Navegador na madrugada

Entre tantos barcos adormecidos, ele não se inibe da aventura. Segura com garra a corda que o prende, para a desamarrar.

Porque o sol, vertido sobre as águas, reaparece ao cimo da montanha, o navegador, na madrugada, tem pressa de o buscar.

Noite iluminada


A noite, os barcos sobre as águas, o brilho e uma luz misteriosa...

quinta-feira, junho 29, 2006

A panela de cozinha

Ontem, à tardinha, vi uma panela (de cozinha). Deveria ser de tamanho 20.
O homem estava no separador central, enterrado na erva até aos joelhos. Ele agarrava a panela com uma mão em cada asa, e depois, já esta pousada sobre a barra metálica, ele olhava a via rápida como quem está atento a que o trânsito escasseie para atravessar as outras duas faixas do IC24.

Mas há atenuantes. Numa via rápida em obras, de traços amarelos confundidos, em noites chuvosas, por outros traços, os brancos mal apagados; de antigas barras sonoras mal retiradas e no meio do piso, cujo ruído que provoca, numa primeira experiência, nos faz pensar que o eixo das rodas do nosso carro acabou de partir; de faixas estreitadas que chegam ao ponto de bloquear uma ambulância em acção de socorro tentando esgueirar-se entre o trânsito; de aberturas fáceis e enganadoras, nos separadores laterais, que nos levam por uma estrada paralela, até a uma barreira de betão, mais lá à frente; de curvas improvisadas, pontes em construção, máquinas em movimento e constantes alterações no circuito; numa via rápida com todos estes ingredientes, existir a possibilidade de nos aparecer uma homem à nossa frente com uma panela na mão, tamanho 20, nem é assim tão assustador.

Linha de Apoio

A propósito da viagem de comboio, acontece, mais ou menos assim, com um amigo meu, no dia seguinte à edição do referido texto:
- Olha lá, não percebi o texto que escreveste. Até tenho percebido todos, mas...
(- Ups! "até..."? Que quererá isto dizer?!)
- Mas, este último não percebi. Não consegui pegar o fio da história, não sei onde querias chegar…
E para concluir:
- Tens que criar uma Linha de Apoio aos ineptos.
- (Ai a ironia!) Sim, sim, CC. Vou já tratar da Linha de Apoio!!! …

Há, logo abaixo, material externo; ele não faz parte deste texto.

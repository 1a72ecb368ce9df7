//! End-to-end pipeline: load, aggregate, merge, export

use std::path::PathBuf;

use tracing::info;

use crate::color::{ColorSource, RandomColors};
use crate::config::Config;
use crate::error::Result;
use crate::loader::{load_metadata, load_scores};
use crate::stats::{export_json, StatsReport};

/// Outcome of a completed run
#[derive(Debug, Clone, PartialEq, Eq)]
pub struct RunSummary {
    pub bowlers: usize,
    pub scores: usize,
    pub months: usize,
    pub output_path: PathBuf,
}

/// Builds the bowlers JSON feed from the configured sheets
pub struct StatsBuilder {
    config: Config,
    colors: Box<dyn ColorSource>,
}

impl StatsBuilder {
    /// Create a builder using random fallback colors
    pub fn new(config: Config) -> Self {
        Self {
            config,
            colors: Box::new(RandomColors::from_entropy()),
        }
    }

    /// Set the source of colors for bowlers without a hex code
    pub fn color_source(mut self, colors: impl ColorSource + 'static) -> Self {
        self.colors = Box::new(colors);
        self
    }

    /// Load both sheets and compute the report without writing anything
    pub fn build(&mut self) -> Result<StatsReport> {
        let metadata = load_metadata(&self.config.hex_path)?;
        let scores = load_scores(&self.config.scores_path)?;

        Ok(StatsReport::from_records(
            scores,
            &metadata,
            self.colors.as_mut(),
        ))
    }

    /// Compute the report and write it to the configured output path
    pub fn run(mut self) -> Result<RunSummary> {
        let report = self.build()?;
        export_json(&report, &self.config.output_path)?;
        info!("Wrote {}", self.config.output_path.display());

        Ok(RunSummary {
            bowlers: report.rows.len(),
            scores: report.scores.len(),
            months: report.months.len(),
            output_path: self.config.output_path,
        })
    }
}
//! Fallback display colors for bowlers without a hex code

use rand::rngs::StdRng;
use rand::{Rng, SeedableRng};

/// Largest 24-bit RGB value
const MAX_RGB: u32 = 0xFF_FFFF;

/// Source of `#rrggbb` colors for bowlers missing from the metadata sheet
pub trait ColorSource {
    fn next_color(&mut self) -> String;
}

/// Uniformly random colors over the full RGB space
///
/// Colors from an entropy-seeded source differ between runs; use
/// [`RandomColors::seeded`] for reproducible output.
#[derive(Debug, Clone)]
pub struct RandomColors<R = StdRng> {
    rng: R,
}

impl RandomColors<StdRng> {
    pub fn from_entropy() -> Self {
        Self::with_rng(StdRng::from_os_rng())
    }

    pub fn seeded(seed: u64) -> Self {
        Self::with_rng(StdRng::seed_from_u64(seed))
    }
}

impl<R: Rng> RandomColors<R> {
    pub fn with_rng(rng: R) -> Self {
        Self { rng }
    }
}

impl<R: Rng> ColorSource for RandomColors<R> {
    fn next_color(&mut self) -> String {
        format_hex(self.rng.random_range(0..=MAX_RGB))
    }
}

/// Format a 24-bit value as a lowercase `#rrggbb` code
pub fn format_hex(rgb: u32) -> String {
    format!("#{:06x}", rgb & MAX_RGB)
}

/// Whether a string is a lowercase `#rrggbb` code
pub fn is_hex_color(value: &str) -> bool {
    value.len() == 7
        && value.starts_with('#')
        && value[1..]
            .chars()
            .all(|c| c.is_ascii_digit() || ('a'..='f').contains(&c))
}

#[cfg(test)]
mod tests {
    use super::*;

    #[test]
    fn test_format_hex() {
        assert_eq!(format_hex(0), "#000000");
        assert_eq!(format_hex(0xFF0000), "#ff0000");
        assert_eq!(format_hex(0x0a0b0c), "#0a0b0c");
        assert_eq!(format_hex(MAX_RGB), "#ffffff");
    }

    #[test]
    fn test_random_colors_are_valid() {
        let mut colors = RandomColors::from_entropy();
        for _ in 0..200 {
            let color = colors.next_color();
            assert!(is_hex_color(&color), "bad color {}", color);
        }
    }

    #[test]
    fn test_seeded_colors_are_reproducible() {
        let mut a = RandomColors::seeded(42);
        let mut b = RandomColors::seeded(42);
        let first: Vec<String> = (0..5).map(|_| a.next_color()).collect();
        let second: Vec<String> = (0..5).map(|_| b.next_color()).collect();

        assert_eq!(first, second);
    }

    #[test]
    fn test_is_hex_color() {
        assert!(is_hex_color("#a1b2c3"));
        assert!(!is_hex_color("#A1B2C3"));
        assert!(!is_hex_color("a1b2c3"));
        assert!(!is_hex_color("#a1b2c"));
        assert!(!is_hex_color("#a1b2cg"));
    }
}
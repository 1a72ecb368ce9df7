//! Per-bowler and per-month aggregation of score records

use std::collections::{BTreeMap, BTreeSet};

use crate::loader::ScoreRecord;

use super::model::{BowlerStats, MonthKey};

/// Score at or above which a game counts as "100+"
pub const HUNDRED_PLUS_THRESHOLD: u32 = 100;

/// Mean score per month, per bowler
pub type MonthlyAverages = BTreeMap<String, BTreeMap<MonthKey, f64>>;

/// Running totals for one group of scores
#[derive(Debug, Default, Clone, Copy)]
struct ScoreTally {
    max: u32,
    sum: u64,
    count: usize,
    hundred_plus: usize,
}

impl ScoreTally {
    fn add(&mut self, score: u32) {
        self.max = self.max.max(score);
        self.sum += u64::from(score);
        self.count += 1;
        if score >= HUNDRED_PLUS_THRESHOLD {
            self.hundred_plus += 1;
        }
    }

    fn mean(&self) -> f64 {
        self.sum as f64 / self.count as f64
    }
}

/// Analyzer for generating bowler statistics from score records
pub struct StatsAnalyzer;

impl StatsAnalyzer {
    /// Compute aggregate statistics for every bowler, joined with their
    /// monthly averages. Bowlers are ordered by display key.
    pub fn analyze(records: &[ScoreRecord]) -> Vec<BowlerStats> {
        let mut monthly = Self::monthly_averages(records);

        Self::tally_by_bowler(records)
            .into_iter()
            .map(|(disp, tally)| {
                let avg = tally.mean();
                BowlerStats {
                    monthly: monthly.remove(&disp).unwrap_or_default(),
                    pr: tally.max,
                    avg,
                    total: tally.count,
                    hundred_plus: tally.hundred_plus,
                    hundred_plus_pct: tally.hundred_plus as f64 / tally.count as f64 * 100.0,
                    diff: f64::from(tally.max) - avg,
                    disp,
                }
            })
            .collect()
    }

    /// Mean score per (bowler, month); months without games are absent
    pub fn monthly_averages(records: &[ScoreRecord]) -> MonthlyAverages {
        let mut tallies: BTreeMap<(&str, MonthKey), ScoreTally> = BTreeMap::new();
        for record in records {
            tallies
                .entry((record.disp.as_str(), record.month()))
                .or_default()
                .add(record.score);
        }

        let mut averages = MonthlyAverages::new();
        for ((disp, month), tally) in tallies {
            averages
                .entry(disp.to_string())
                .or_default()
                .insert(month, tally.mean());
        }
        averages
    }

    /// Every month with at least one game, chronologically
    pub fn months(records: &[ScoreRecord]) -> BTreeSet<MonthKey> {
        records.iter().map(ScoreRecord::month).collect()
    }

    fn tally_by_bowler(records: &[ScoreRecord]) -> BTreeMap<String, ScoreTally> {
        let mut tallies: BTreeMap<String, ScoreTally> = BTreeMap::new();
        for record in records {
            match tallies.get_mut(&record.disp) {
                Some(tally) => tally.add(record.score),
                None => {
                    let mut tally = ScoreTally::default();
                    tally.add(record.score);
                    tallies.insert(record.disp.clone(), tally);
                }
            }
        }
        tallies
    }
}

#[cfg(test)]
mod tests {
    use super::*;
    use chrono::NaiveDate;

    fn game(disp: &str, score: u32, y: i32, m: u32, d: u32) -> ScoreRecord {
        ScoreRecord::new(disp, score, NaiveDate::from_ymd_opt(y, m, d).unwrap())
    }

    fn sample_records() -> Vec<ScoreRecord> {
        vec![
            game("Ann", 90, 2024, 1, 3),
            game("Bo", 75, 2024, 2, 7),
            game("Ann", 110, 2024, 1, 10),
            game("Ann", 100, 2024, 1, 17),
        ]
    }

    #[test]
    fn test_analyze_aggregates() {
        let stats = StatsAnalyzer::analyze(&sample_records());
        assert_eq!(stats.len(), 2);

        let ann = &stats[0];
        assert_eq!(ann.disp, "Ann");
        assert_eq!(ann.pr, 110);
        assert_eq!(ann.avg, 100.0);
        assert_eq!(ann.total, 3);
        assert_eq!(ann.hundred_plus, 2);
        assert_eq!(ann.diff, 10.0);
        assert!((ann.hundred_plus_pct - 200.0 / 3.0).abs() < 1e-9);
        assert_eq!(ann.monthly.len(), 1);
        assert_eq!(ann.monthly[&MonthKey::new(2024, 1).unwrap()], 100.0);
    }

    #[test]
    fn test_single_game_bowler() {
        let stats = StatsAnalyzer::analyze(&sample_records());
        let bo = &stats[1];

        assert_eq!(bo.pr, 75);
        assert_eq!(bo.avg, 75.0);
        assert_eq!(bo.diff, 0.0);
        assert_eq!(bo.hundred_plus_pct, 0.0);
    }

    #[test]
    fn test_diff_uses_unrounded_mean() {
        // mean 100.333.., so diff is 0.666.. rather than 101 - 100.33
        let records = vec![
            game("Cy", 101, 2024, 3, 1),
            game("Cy", 100, 2024, 3, 8),
            game("Cy", 100, 2024, 3, 15),
        ];
        let stats = StatsAnalyzer::analyze(&records);
        assert!((stats[0].diff - (101.0 - 301.0 / 3.0)).abs() < 1e-12);
    }

    #[test]
    fn test_monthly_averages_are_sparse() {
        let records = vec![
            game("Ann", 90, 2024, 1, 3),
            game("Ann", 120, 2024, 3, 3),
            game("Ann", 100, 2024, 3, 10),
            game("Bo", 75, 2024, 2, 7),
        ];
        let monthly = StatsAnalyzer::monthly_averages(&records);

        let ann = &monthly["Ann"];
        assert_eq!(ann.len(), 2);
        assert_eq!(ann[&MonthKey::new(2024, 1).unwrap()], 90.0);
        assert_eq!(ann[&MonthKey::new(2024, 3).unwrap()], 110.0);
        assert!(!ann.contains_key(&MonthKey::new(2024, 2).unwrap()));

        let months: Vec<String> = StatsAnalyzer::months(&records)
            .iter()
            .map(ToString::to_string)
            .collect();
        assert_eq!(months, ["2024-01", "2024-02", "2024-03"]);
    }

    #[test]
    fn test_display_keys_are_case_sensitive() {
        let records = vec![game("ann", 80, 2024, 1, 3), game("Ann", 90, 2024, 1, 3)];
        let stats = StatsAnalyzer::analyze(&records);

        assert_eq!(stats.len(), 2);
        assert!(stats.iter().all(|s| s.total == 1));
    }

    #[test]
    fn test_empty_input() {
        assert!(StatsAnalyzer::analyze(&[]).is_empty());
        assert!(StatsAnalyzer::months(&[]).is_empty());
    }
}
//! Gateway server setup
//!
//! Routes, state construction and the server runner.

mod extract;
pub mod handlers;
mod middleware;
mod response;
mod state;

pub use extract::BodyJson;
pub use middleware::{apply_middleware, REQUEST_ID_HEADER};
pub use response::ApiError;
pub use state::GatewayState;

use crate::session::{GatewayMetrics, ReconnectScheduler, SessionEngine};
use axum::{
    http::StatusCode,
    routing::{get, post},
    Router,
};
use push_bus::{MemoryBus, RedisBus, RedisPoolConfig, SharedBus};
use push_common::{AppConfig, AppError, BusBackend};
use std::net::SocketAddr;
use std::sync::Arc;
use std::time::Duration;
use tokio::net::TcpListener;
use tower_http::timeout::TimeoutLayer;

/// Upper bound for a publish request
const PUBLISH_TIMEOUT: Duration = Duration::from_secs(30);

/// Create the gateway router
pub fn create_router() -> Router<GatewayState> {
    Router::new()
        .route(
            "/messages",
            post(handlers::publish_message).layer(TimeoutLayer::with_status_code(
                StatusCode::SERVICE_UNAVAILABLE,
                PUBLISH_TIMEOUT,
            )),
        )
        .route("/sse/messages", get(handlers::sse_subscribe))
        .route("/ws/messages", get(handlers::ws_subscribe))
        .route("/health", get(handlers::health_check))
}

/// Build the complete application
pub fn create_app(state: GatewayState) -> Router {
    apply_middleware(create_router()).with_state(state)
}

/// Build the configured bus backend
pub fn create_bus(config: &AppConfig) -> Result<SharedBus, AppError> {
    match config.bus.backend {
        BusBackend::Redis => {
            tracing::info!("Using Redis bus");
            let bus = RedisBus::new(&RedisPoolConfig::from(&config.redis)).map_err(AppError::bus)?;
            Ok(Arc::new(bus))
        }
        BusBackend::Memory => {
            tracing::info!("Using in-process bus");
            Ok(Arc::new(MemoryBus::new()))
        }
    }
}

/// Initialize all dependencies and create `GatewayState`
pub async fn create_gateway_state(config: AppConfig) -> Result<GatewayState, AppError> {
    config
        .push
        .validate()
        .map_err(|e| AppError::Config(e.to_string()))?;

    let bus = create_bus(&config)?;
    if let Err(e) = bus.health_check().await {
        // Not fatal: /health reports the bus as down until it recovers.
        tracing::warn!(bus = bus.name(), error = %e, "Bus not reachable at startup");
    }

    let scheduler = ReconnectScheduler::from_config(&config.push)
        .map_err(|e| AppError::Config(e.to_string()))?;

    let engine = SessionEngine::new(
        bus.clone(),
        Arc::new(scheduler),
        GatewayMetrics::new_shared(),
        config.push.heartbeat_interval,
    );

    Ok(GatewayState::new(engine, bus, config))
}

/// Run the gateway server until Ctrl-C.
///
/// On shutdown every open session is drained: it gets its reconnect request
/// and is closed, so in-flight streams do not hold the process open.
pub async fn run_server(app: Router, addr: SocketAddr, engine: SessionEngine) -> Result<(), AppError> {
    tracing::info!("Starting Gateway server on {}", addr);

    let listener = TcpListener::bind(addr)
        .await
        .map_err(|e| AppError::Config(format!("Failed to bind to {addr}: {e}")))?;

    tracing::info!("Gateway listening on http://{}", addr);

    axum::serve(listener, app)
        .with_graceful_shutdown(async move {
            shutdown_signal().await;
            engine.drain();
        })
        .await
        .map_err(|e| AppError::Config(format!("Server error: {e}")))?;

    tracing::info!("Gateway stopped");
    Ok(())
}

async fn shutdown_signal() {
    if let Err(e) = tokio::signal::ctrl_c().await {
        tracing::error!(error = %e, "Failed to listen for shutdown signal");
        std::future::pending::<()>().await;
    }
    tracing::info!("Shutdown signal received, draining sessions");
}

/// Run the complete gateway server with configuration
pub async fn run(config: AppConfig) -> Result<(), AppError> {
    let addr: SocketAddr = config
        .server
        .address()
        .parse()
        .map_err(|e| AppError::Config(format!("Invalid listen address: {e}")))?;

    let state = create_gateway_state(config).await?;
    let engine = state.engine().clone();
    let app = create_app(state);

    run_server(app, addr, engine).await
}
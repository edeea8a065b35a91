//! Bus error types

/// Error type for bus operations
#[derive(Debug, thiserror::Error)]
pub enum BusError {
    #[error("Failed to create Redis pool: {0}")]
    CreatePool(String),

    #[error("Failed to get connection from pool: {0}")]
    Pool(#[from] deadpool_redis::PoolError),

    #[error("Redis error: {0}")]
    Redis(#[from] redis::RedisError),

    #[error("Invalid payload on channel '{channel}': {reason}")]
    Payload { channel: String, reason: String },

    #[error("Subscription closed by the broker")]
    Closed,
}

/// Result type for bus operations
pub type BusResult<T> = Result<T, BusError>;
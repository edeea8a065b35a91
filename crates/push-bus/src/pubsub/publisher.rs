//! Redis Pub/Sub publisher.

use crate::error::BusResult;
use crate::pool::RedisPool;
use redis::AsyncCommands;

/// Redis Pub/Sub publisher
#[derive(Clone, Debug)]
pub struct Publisher {
    pool: RedisPool,
}

impl Publisher {
    /// Create a new publisher
    #[must_use]
    pub fn new(pool: RedisPool) -> Self {
        Self { pool }
    }

    /// Publish a raw payload to a channel.
    ///
    /// Returns the number of subscriptions Redis delivered it to.
    pub async fn publish(&self, channel: &str, payload: &str) -> BusResult<u32> {
        let mut conn = self.pool.get().await?;

        let receivers: u32 = conn.publish(channel, payload).await?;

        tracing::debug!(
            channel = %channel,
            receivers = receivers,
            "Published message"
        );

        Ok(receivers)
    }

    /// Access the underlying pool
    #[must_use]
    pub fn pool(&self) -> &RedisPool {
        &self.pool
    }
}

Fiquei abalada. Mas também sei que, mesmo por vezes parecendo, não me vou emendar.

quarta-feira, junho 28, 2006

Centímetros de distância

Recorda as suas calças de sarja cor amarelo pálido.
Na camioneta, ela sentou-se junto da janela. Ele seguiu-a e sentou-se no lugar ao lado, junto do corredor.
Existiu um primeiro roçar. Pensou-o acidental. Depois foi mais que um roçar, foi um encosto e depois um encosto mais persistente.
- Importa-se de me dar espaço?! Sua perna está a pressionar a minha!
Homem de talvez 45 anos, rosto esguio, alto e magro e de pele muito branca, com pouco cabelo e umas inesquecíveis calças de sarja cor amarelo pálido.
Uma camioneta expresso, numa viagem iniciada a alguns minutos, a algumas horas do seu destino. Os lugares estavam todos ocupados.
Sim, ele desviou a perna, mas os centímetros que os separavam, naquele par de bancos, eram, desde então, insuficientes para ela, enquanto que as horas que a levariam ao destino, eram largas.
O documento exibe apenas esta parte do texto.